Provided data =>
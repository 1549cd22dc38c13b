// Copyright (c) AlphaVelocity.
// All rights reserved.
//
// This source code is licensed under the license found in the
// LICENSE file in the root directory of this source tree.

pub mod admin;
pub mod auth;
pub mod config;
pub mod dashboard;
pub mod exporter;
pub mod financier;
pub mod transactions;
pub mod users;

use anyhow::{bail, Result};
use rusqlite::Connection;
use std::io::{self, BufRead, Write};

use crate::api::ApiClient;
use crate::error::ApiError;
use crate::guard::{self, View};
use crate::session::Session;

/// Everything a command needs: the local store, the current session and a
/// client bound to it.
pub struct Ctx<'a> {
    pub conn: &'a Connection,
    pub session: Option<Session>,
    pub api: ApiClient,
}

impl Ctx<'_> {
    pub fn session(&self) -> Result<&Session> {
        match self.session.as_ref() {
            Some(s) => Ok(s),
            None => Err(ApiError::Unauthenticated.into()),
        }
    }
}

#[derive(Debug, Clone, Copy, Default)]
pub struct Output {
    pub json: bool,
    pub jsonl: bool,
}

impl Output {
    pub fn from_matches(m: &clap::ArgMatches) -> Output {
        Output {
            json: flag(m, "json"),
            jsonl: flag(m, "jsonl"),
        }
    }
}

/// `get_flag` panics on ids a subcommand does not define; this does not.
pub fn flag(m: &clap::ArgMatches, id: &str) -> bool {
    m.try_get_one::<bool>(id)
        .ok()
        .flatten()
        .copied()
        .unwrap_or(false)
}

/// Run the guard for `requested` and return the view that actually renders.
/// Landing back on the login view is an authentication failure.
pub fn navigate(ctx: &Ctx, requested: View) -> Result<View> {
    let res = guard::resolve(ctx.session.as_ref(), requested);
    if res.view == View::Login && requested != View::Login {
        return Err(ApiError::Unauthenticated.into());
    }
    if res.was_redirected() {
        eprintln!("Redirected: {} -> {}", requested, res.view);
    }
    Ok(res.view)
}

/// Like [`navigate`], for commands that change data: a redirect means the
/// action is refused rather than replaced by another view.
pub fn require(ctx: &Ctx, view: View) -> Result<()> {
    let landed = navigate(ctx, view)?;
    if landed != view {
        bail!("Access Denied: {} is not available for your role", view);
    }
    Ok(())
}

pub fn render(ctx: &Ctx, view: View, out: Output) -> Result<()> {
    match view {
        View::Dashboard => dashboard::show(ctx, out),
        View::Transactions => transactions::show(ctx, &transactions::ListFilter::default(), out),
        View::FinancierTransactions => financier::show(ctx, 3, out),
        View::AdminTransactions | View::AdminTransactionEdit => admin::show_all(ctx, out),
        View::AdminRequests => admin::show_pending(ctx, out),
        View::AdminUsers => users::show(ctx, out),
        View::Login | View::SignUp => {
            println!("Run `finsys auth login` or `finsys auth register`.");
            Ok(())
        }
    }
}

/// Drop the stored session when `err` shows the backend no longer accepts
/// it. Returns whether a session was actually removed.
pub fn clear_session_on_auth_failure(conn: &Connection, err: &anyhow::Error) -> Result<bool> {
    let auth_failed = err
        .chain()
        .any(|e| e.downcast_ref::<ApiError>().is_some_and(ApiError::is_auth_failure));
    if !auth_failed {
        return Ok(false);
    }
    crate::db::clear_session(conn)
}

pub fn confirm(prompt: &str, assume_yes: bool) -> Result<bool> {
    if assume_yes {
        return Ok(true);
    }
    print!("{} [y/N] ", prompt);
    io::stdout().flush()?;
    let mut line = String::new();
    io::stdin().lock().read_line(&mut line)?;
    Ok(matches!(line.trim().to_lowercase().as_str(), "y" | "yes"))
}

Required work => Taking the lines above one at a time, give the number of them that contain the string "crate". Add nothing else.

Task output => 5